Splunk Enterprise

host_regex help

a212830
Champion

Hi,

I need to set the host field, based upon the hostname in my file. I know that this is done via host_regex, but I need help with the regex.

The files all begin with system-nx and end with .log. Almost anything can be between the nx and the .log

For example:

system-nx247sa.log
system-nxtest.log
system-nx27abc.log

Tags (1)
0 Karma
1 Solution

MuS
Legend

Hi a212830,

based on the provided examples, something like this should work for you:

 \-nx(?<myHost>.+)\.log

hope this helps ...

cheers, MuS

View solution in original post

MuS
Legend

Hi a212830,

based on the provided examples, something like this should work for you:

 \-nx(?<myHost>.+)\.log

hope this helps ...

cheers, MuS

a212830
Champion

Thanks. I've tried the regexr.com site, but it's not very useful. It doesn't really say how to use it. Probably me...

0 Karma

MuS
Legend

/k regex should still be valid, but maybe .log is not the end of the string? Can you try this:

(?<=system\-)(.+)(?=\.log)

btw, you can play around with your data here http://regexr.com/ 😉

0 Karma

a212830
Champion

abc-twus601m-b2. Basically, anything after the system- to .log. I can't control what is there, so it could include dashes and underscores, and be any case.

0 Karma

MuS
Legend

what would be the host name then, abc-twus601m-b2 or twus601m-b2?

0 Karma

a212830
Champion

This is working great, but I noticed that it doesn't parse on some values - if they have multiple dashes, for example (wasn't expecting that).

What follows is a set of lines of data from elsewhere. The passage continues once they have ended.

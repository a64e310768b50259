use std::fmt;

use serde::{Deserialize, Serialize};

/// One side of a negotiated connection.
#[derive(Clone, Copy, Debug, PartialEq, Eq, Hash, Serialize, Deserialize)]
#[serde(rename_all = "lowercase")]
pub enum Role {
    Server,
    Client,
}

impl Role {
    pub fn counterpart(self) -> Self {
        match self {
            Role::Server => Role::Client,
            Role::Client => Role::Server,
        }
    }
}

impl fmt::Display for Role {
    fn fmt(&self, f: &mut fmt::Formatter<'_>) -> fmt::Result {
        match self {
            Role::Server => write!(f, "server"),
            Role::Client => write!(f, "client"),
        }
    }
}

/// How essential a component is to each side of a connection.
///
/// Variants are declared from lowest to highest precedence, so the derived
/// `Ord` is the precedence order used when merging duplicate declarations:
///
/// `BothRequired > RequiredOnServer > RequiredOnClient > RequiredOnEither > Optional`
#[derive(
    Clone, Copy, Debug, PartialEq, Eq, PartialOrd, Ord, Hash, Serialize, Deserialize,
)]
#[serde(rename_all = "SCREAMING_SNAKE_CASE")]
pub enum RequirementLevel {
    Optional,
    RequiredOnEither,
    RequiredOnClient,
    RequiredOnServer,
    BothRequired,
}

impl RequirementLevel {
    /// True iff this level strictly outranks `other`.
    pub fn supersedes(self, other: RequirementLevel) -> bool {
        self > other
    }

    /// Whether a component declared with this level must be installed on
    /// the given side.
    pub fn required_on(self, role: Role) -> bool {
        match self {
            RequirementLevel::BothRequired
            | RequirementLevel::RequiredOnEither => true,
            RequirementLevel::RequiredOnServer => role == Role::Server,
            RequirementLevel::RequiredOnClient => role == Role::Client,
            RequirementLevel::Optional => false,
        }
    }

    pub fn is_optional(self) -> bool {
        self == RequirementLevel::Optional
    }

    pub fn as_str(self) -> &'static str {
        match self {
            RequirementLevel::Optional => "OPTIONAL",
            RequirementLevel::RequiredOnEither => "REQUIRED_ON_EITHER",
            RequirementLevel::RequiredOnClient => "REQUIRED_ON_CLIENT",
            RequirementLevel::RequiredOnServer => "REQUIRED_ON_SERVER",
            RequirementLevel::BothRequired => "BOTH_REQUIRED",
        }
    }
}

impl fmt::Display for RequirementLevel {
    fn fmt(&self, f: &mut fmt::Formatter<'_>) -> fmt::Result {
        f.write_str(self.as_str())
    }
}

#[cfg(test)]
mod tests {
    use super::*;
    use rstest::rstest;

    use RequirementLevel::*;

    #[rstest]
    #[case(BothRequired, RequiredOnServer)]
    #[case(RequiredOnServer, RequiredOnClient)]
    #[case(RequiredOnClient, RequiredOnEither)]
    #[case(RequiredOnEither, Optional)]
    #[case(BothRequired, Optional)]
    fn higher_level_supersedes_lower(
        #[case] higher: RequirementLevel,
        #[case] lower: RequirementLevel,
    ) {
        assert!(higher.supersedes(lower));
        assert!(!lower.supersedes(higher));
    }

    #[test]
    fn level_never_supersedes_itself() {
        for level in [
            Optional,
            RequiredOnEither,
            RequiredOnClient,
            RequiredOnServer,
            BothRequired,
        ] {
            assert!(!level.supersedes(level));
        }
    }

    #[rstest]
    #[case(BothRequired, true, true)]
    #[case(RequiredOnServer, true, false)]
    #[case(RequiredOnClient, false, true)]
    #[case(RequiredOnEither, true, true)]
    #[case(Optional, false, false)]
    fn required_on_side(
        #[case] level: RequirementLevel,
        #[case] on_server: bool,
        #[case] on_client: bool,
    ) {
        assert_eq!(level.required_on(Role::Server), on_server);
        assert_eq!(level.required_on(Role::Client), on_client);
    }

    #[test]
    fn wire_names_match_display() {
        assert_eq!(
            serde_json::from_str::<RequirementLevel>("\"REQUIRED_ON_EITHER\"")
                .unwrap(),
            RequiredOnEither
        );
        assert_eq!(
            serde_json::to_string(&BothRequired).unwrap(),
            format!("\"{}\"", BothRequired)
        );
        assert!(serde_json::from_str::<RequirementLevel>("\"required_on_either\"")
            .is_err());
    }
}
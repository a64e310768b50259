//! Comparison of two declared component sets.
//!
//! Every entry one side declares as required on the other side must be
//! installed there, at a version the configured [`VersionPolicy`] accepts.
//! Detection is symmetric; the [`Perspective`] only decides who "you" is
//! in the resulting reason.

use std::fmt;
use std::sync::Arc;

use serde::{Deserialize, Serialize};

use crate::entry::{ComponentEntry, ComponentSet};
use crate::requirement::{RequirementLevel, Role};
use crate::state::NegotiationState;

/// Whose point of view the verdict's reason is phrased from.
#[derive(Clone, Copy, Debug, PartialEq, Eq)]
pub enum Perspective {
    AsLocal,
    AsPeer,
}

/// Outcome of a verification. Incompatibility is a value, not an error.
#[derive(Clone, Debug, PartialEq, Eq)]
pub enum Verdict {
    Compatible,
    Incompatible(String),
}

impl Verdict {
    pub fn is_compatible(&self) -> bool {
        matches!(self, Verdict::Compatible)
    }

    pub fn reason(&self) -> Option<&str> {
        match self {
            Verdict::Compatible => None,
            Verdict::Incompatible(reason) => Some(reason),
        }
    }
}

impl fmt::Display for Verdict {
    fn fmt(&self, f: &mut fmt::Formatter<'_>) -> fmt::Result {
        match self {
            Verdict::Compatible => write!(f, "compatible"),
            Verdict::Incompatible(reason) => {
                write!(f, "incompatible: {}", reason)
            }
        }
    }
}

#[derive(Clone, Copy, Debug, PartialEq, Eq, PartialOrd, Ord, Hash)]
pub enum Side {
    Local,
    Peer,
}

#[derive(Clone, Debug, PartialEq, Eq)]
pub enum MismatchKind {
    Missing,
    Version { found: String },
}

/// A required component that is absent, or present at an unacceptable
/// version, on one side.
#[derive(Clone, Debug, PartialEq, Eq)]
pub struct Mismatch {
    pub id: String,
    pub required_version: String,
    pub requirement: RequirementLevel,
    pub lacking: Side,
    pub kind: MismatchKind,
}

impl Mismatch {
    fn describe(&self, perspective: Perspective) -> String {
        let you = matches!(
            (self.lacking, perspective),
            (Side::Local, Perspective::AsLocal)
                | (Side::Peer, Perspective::AsPeer)
        );
        match &self.kind {
            MismatchKind::Missing => format!(
                "{} missing required component `{}` ({})",
                if you { "you are" } else { "the other side is" },
                self.id,
                self.required_version
            ),
            MismatchKind::Version { found } => format!(
                "{} component `{}` {} but {} is required",
                if you { "you have" } else { "the other side has" },
                self.id,
                found,
                self.required_version
            ),
        }
    }
}

/// Decides whether an installed version satisfies a declared one.
pub trait VersionPolicy: Send + Sync + fmt::Debug {
    fn accepts(
        &self,
        declared: &ComponentEntry,
        installed: &ComponentEntry,
    ) -> bool;
}

/// Any installed version is acceptable.
#[derive(Clone, Copy, Debug, Default)]
pub struct AnyVersion;

impl VersionPolicy for AnyVersion {
    fn accepts(&self, _: &ComponentEntry, _: &ComponentEntry) -> bool {
        true
    }
}

/// Versions must match exactly.
#[derive(Clone, Copy, Debug, Default)]
pub struct ExactVersion;

impl VersionPolicy for ExactVersion {
    fn accepts(
        &self,
        declared: &ComponentEntry,
        installed: &ComponentEntry,
    ) -> bool {
        declared.version() == installed.version()
    }
}

/// Configurable selector for the built-in policies.
#[derive(Clone, Copy, Debug, Default, PartialEq, Eq, Serialize, Deserialize)]
#[serde(rename_all = "lowercase")]
pub enum VersionPolicyKind {
    #[default]
    Any,
    Exact,
}

impl VersionPolicyKind {
    pub fn policy(self) -> Arc<dyn VersionPolicy> {
        match self {
            VersionPolicyKind::Any => Arc::new(AnyVersion),
            VersionPolicyKind::Exact => Arc::new(ExactVersion),
        }
    }
}

#[derive(Clone, Debug)]
pub struct CompatibilityVerifier {
    policy: Arc<dyn VersionPolicy>,
}

impl Default for CompatibilityVerifier {
    fn default() -> Self {
        Self::new(Arc::new(AnyVersion))
    }
}

impl CompatibilityVerifier {
    pub fn new(policy: Arc<dyn VersionPolicy>) -> Self {
        Self { policy }
    }

    /// Every unmet requirement in `state`, ordered by the side lacking it
    /// and then by identity.
    pub fn mismatches(&self, state: &NegotiationState) -> Vec<Mismatch> {
        let mut found = Vec::new();
        self.collect(
            state.peer(),
            state.local(),
            state.local_role(),
            Side::Local,
            &mut found,
        );
        self.collect(
            state.local(),
            state.peer(),
            state.peer_role(),
            Side::Peer,
            &mut found,
        );
        found.sort_by(|a, b| (a.lacking, &a.id).cmp(&(b.lacking, &b.id)));
        found
    }

    pub fn verify(
        &self,
        state: &NegotiationState,
        perspective: Perspective,
    ) -> Verdict {
        let mismatches = self.mismatches(state);
        if mismatches.is_empty() {
            return Verdict::Compatible;
        }
        Verdict::Incompatible(
            mismatches
                .iter()
                .map(|m| m.describe(perspective))
                .collect::<Vec<_>>()
                .join("; "),
        )
    }

    fn collect(
        &self,
        declared: &ComponentSet,
        installed: &ComponentSet,
        installed_role: Role,
        lacking: Side,
        out: &mut Vec<Mismatch>,
    ) {
        for wanted in declared
            .iter()
            .filter(|e| e.requirement().required_on(installed_role))
        {
            let kind = match installed.get(wanted.id()) {
                None => MismatchKind::Missing,
                Some(present) if !self.policy.accepts(wanted, present) => {
                    MismatchKind::Version {
                        found: present.version().to_owned(),
                    }
                }
                Some(_) => continue,
            };
            out.push(Mismatch {
                id: wanted.id().to_owned(),
                required_version: wanted.version().to_owned(),
                requirement: wanted.requirement(),
                lacking,
                kind,
            });
        }
    }
}

#[cfg(test)]
mod tests {
    use super::*;
    use crate::merge::merge_entries;
    use crate::requirement::RequirementLevel::{self, *};
    use proptest::prelude::*;
    use rstest::rstest;

    fn set(entries: &[(&str, &str, RequirementLevel)]) -> Arc<ComponentSet> {
        Arc::new(merge_entries(
            entries
                .iter()
                .map(|(id, v, l)| ComponentEntry::new(*id, *v, *l).unwrap()),
        ))
    }

    fn server_state(
        local: &[(&str, &str, RequirementLevel)],
        peer: &[(&str, &str, RequirementLevel)],
    ) -> NegotiationState {
        NegotiationState::new(Role::Server, set(local), set(peer))
    }

    #[test]
    fn peer_component_required_on_either_must_exist_locally() {
        let state = server_state(
            &[("a", "1", BothRequired), ("b", "1", Optional)],
            &[("a", "1", Optional), ("c", "1", RequiredOnEither)],
        );
        let verdict = CompatibilityVerifier::default()
            .verify(&state, Perspective::AsLocal);

        let reason = verdict.reason().unwrap();
        assert!(reason.contains("`c`"));
        assert!(!reason.contains("`a`"));
        assert!(!reason.contains("`b`"));
    }

    #[rstest]
    #[case(BothRequired, false)]
    #[case(RequiredOnClient, false)]
    #[case(RequiredOnEither, false)]
    #[case(RequiredOnServer, true)]
    #[case(Optional, true)]
    fn server_requirement_against_client_without_it(
        #[case] level: RequirementLevel,
        #[case] compatible: bool,
    ) {
        let state = server_state(&[("lithium", "1", level)], &[]);
        let verdict = CompatibilityVerifier::default()
            .verify(&state, Perspective::AsPeer);
        assert_eq!(verdict.is_compatible(), compatible);
    }

    #[rstest]
    #[case(BothRequired, false)]
    #[case(RequiredOnServer, false)]
    #[case(RequiredOnEither, false)]
    #[case(RequiredOnClient, true)]
    #[case(Optional, true)]
    fn client_requirement_against_server_without_it(
        #[case] level: RequirementLevel,
        #[case] compatible: bool,
    ) {
        let state = server_state(&[], &[("lithium", "1", level)]);
        let verdict = CompatibilityVerifier::default()
            .verify(&state, Perspective::AsLocal);
        assert_eq!(verdict.is_compatible(), compatible);
    }

    #[test]
    fn reports_every_mismatch() {
        let state = server_state(
            &[("x", "1", BothRequired), ("y", "2", RequiredOnClient)],
            &[("z", "3", RequiredOnServer)],
        );
        let verifier = CompatibilityVerifier::default();
        let ids: Vec<_> = verifier
            .mismatches(&state)
            .into_iter()
            .map(|m| m.id)
            .collect();
        assert_eq!(ids, vec!["z", "x", "y"]);

        assert_eq!(
            verifier.verify(&state, Perspective::AsPeer),
            Verdict::Incompatible(
                "the other side is missing required component `z` (3); \
                 you are missing required component `x` (1); \
                 you are missing required component `y` (2)"
                    .to_owned()
            )
        );
    }

    #[test]
    fn perspective_only_changes_phrasing() {
        let state = server_state(&[("x", "1", BothRequired)], &[]);
        let verifier = CompatibilityVerifier::default();

        let as_local = verifier.verify(&state, Perspective::AsLocal);
        let as_peer = verifier.verify(&state, Perspective::AsPeer);
        assert_eq!(
            as_local.reason(),
            Some("the other side is missing required component `x` (1)")
        );
        assert_eq!(
            as_peer.reason(),
            Some("you are missing required component `x` (1)")
        );
    }

    #[test]
    fn exact_policy_flags_version_drift() {
        let state = server_state(
            &[("create", "0.5.1", BothRequired)],
            &[("create", "0.5.0", Optional)],
        );

        assert!(CompatibilityVerifier::default()
            .verify(&state, Perspective::AsPeer)
            .is_compatible());

        let strict = CompatibilityVerifier::new(VersionPolicyKind::Exact.policy());
        let mismatches = strict.mismatches(&state);
        assert_eq!(mismatches.len(), 1);
        assert_eq!(
            mismatches[0].kind,
            MismatchKind::Version {
                found: "0.5.0".to_owned()
            }
        );
        assert_eq!(
            strict.verify(&state, Perspective::AsPeer).reason(),
            Some("you have component `create` 0.5.0 but 0.5.1 is required")
        );
    }

    #[test]
    fn client_role_flips_requirement_sides() {
        // Seen from the client: the server requires `a` on clients.
        let state = NegotiationState::new(
            Role::Client,
            set(&[]),
            set(&[("a", "1", RequiredOnClient), ("b", "1", RequiredOnServer)]),
        );
        let verdict = CompatibilityVerifier::default()
            .verify(&state, Perspective::AsLocal);
        assert_eq!(
            verdict.reason(),
            Some("you are missing required component `a` (1)")
        );
    }

    #[test]
    fn verification_is_repeatable() {
        let state = server_state(&[("x", "1", BothRequired)], &[("y", "1", BothRequired)]);
        let verifier = CompatibilityVerifier::default();
        assert_eq!(
            verifier.verify(&state, Perspective::AsLocal),
            verifier.verify(&state, Perspective::AsLocal)
        );
    }

    fn arb_set() -> impl Strategy<Value = Arc<ComponentSet>> {
        let level = prop_oneof![
            Just(Optional),
            Just(RequiredOnEither),
            Just(RequiredOnClient),
            Just(RequiredOnServer),
            Just(BothRequired),
        ];
        prop::collection::vec(("[a-f]", "[1-2]", level), 0..8).prop_map(|v| {
            Arc::new(merge_entries(
                v.into_iter()
                    .map(|(id, ver, l)| ComponentEntry::new(id, ver, l).unwrap()),
            ))
        })
    }

    fn mentioned_ids(reason: Option<&str>) -> Vec<String> {
        let mut ids: Vec<String> = reason
            .unwrap_or_default()
            .split('`')
            .skip(1)
            .step_by(2)
            .map(str::to_owned)
            .collect();
        ids.sort();
        ids
    }

    /// Ids declared by `declared` as required on `role` that `installed`
    /// lacks or carries at another version.
    fn unmet(
        declared: &ComponentSet,
        installed: &ComponentSet,
        role: Role,
    ) -> Vec<String> {
        let mut ids = Vec::new();
        for e in declared {
            let needed = match e.requirement() {
                BothRequired | RequiredOnEither => true,
                RequiredOnServer => role == Role::Server,
                RequiredOnClient => role == Role::Client,
                Optional => false,
            };
            let satisfied = installed
                .get(e.id())
                .is_some_and(|have| have.version() == e.version());
            if needed && !satisfied {
                ids.push(e.id().to_owned());
            }
        }
        ids
    }

    fn arb_role() -> impl Strategy<Value = Role> {
        prop_oneof![Just(Role::Server), Just(Role::Client)]
    }

    proptest! {
        #[test]
        fn mismatch_detection_is_symmetric(
            role in arb_role(),
            local in arb_set(),
            peer in arb_set(),
        ) {
            let mut expected = unmet(&peer, &local, role);
            expected.extend(unmet(&local, &peer, role.counterpart()));
            expected.sort();

            let state = NegotiationState::new(role, local, peer);
            let verifier =
                CompatibilityVerifier::new(VersionPolicyKind::Exact.policy());

            let as_local = verifier.verify(&state, Perspective::AsLocal);
            let as_peer = verifier.verify(&state, Perspective::AsPeer);
            prop_assert_eq!(mentioned_ids(as_local.reason()), expected.clone());
            prop_assert_eq!(mentioned_ids(as_peer.reason()), expected.clone());
            prop_assert_eq!(as_local.is_compatible(), expected.is_empty());
            prop_assert_eq!(as_peer.is_compatible(), expected.is_empty());
        }
    }
}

system-abc-twus601m-b2.log

0 Karma

kristian_kolb
Ultra Champion

Yes, the host_regex operates on the source field.

0 Karma

a212830
Champion

Thanks - this worked. Is the host_regex including the path of the file in it's parsing?

0 Karma

kristian_kolb
Ultra Champion

Aah, it does not really work that way. The asterisk in the [monitor] does not behave like normal regex. It actually translates to [^/\\]*, i.e. match any number of characters as long as they are not slash or backslash.

This also means that your host_regex will fail, since there, the asterisk takes its normal meaning, i.e. match the preceding character zero or more times.

Also, you do not have a correctly defined capturing group in the regex.

Try this instead (includes the "nx" part):

host_regex = \/system-(.+)\.log$

/k

a212830
Champion

This was my attempt:

[monitor:///apps/logs/*/*/*/system-nx*.log]
recursive  = Yes
index=perfstats
sourcetype = lcs_syslog
followTail = 0
disabled = 0
host_regex = "/apps/logs/*/*/*/system-(NnXx\w+[a-zA-Z0-9][.]log"
0 Karma

a212830
Champion

Thanks. I'm not looking to do this in the search bar, but rather in the inputs.conf via host_regex, using a forwarder.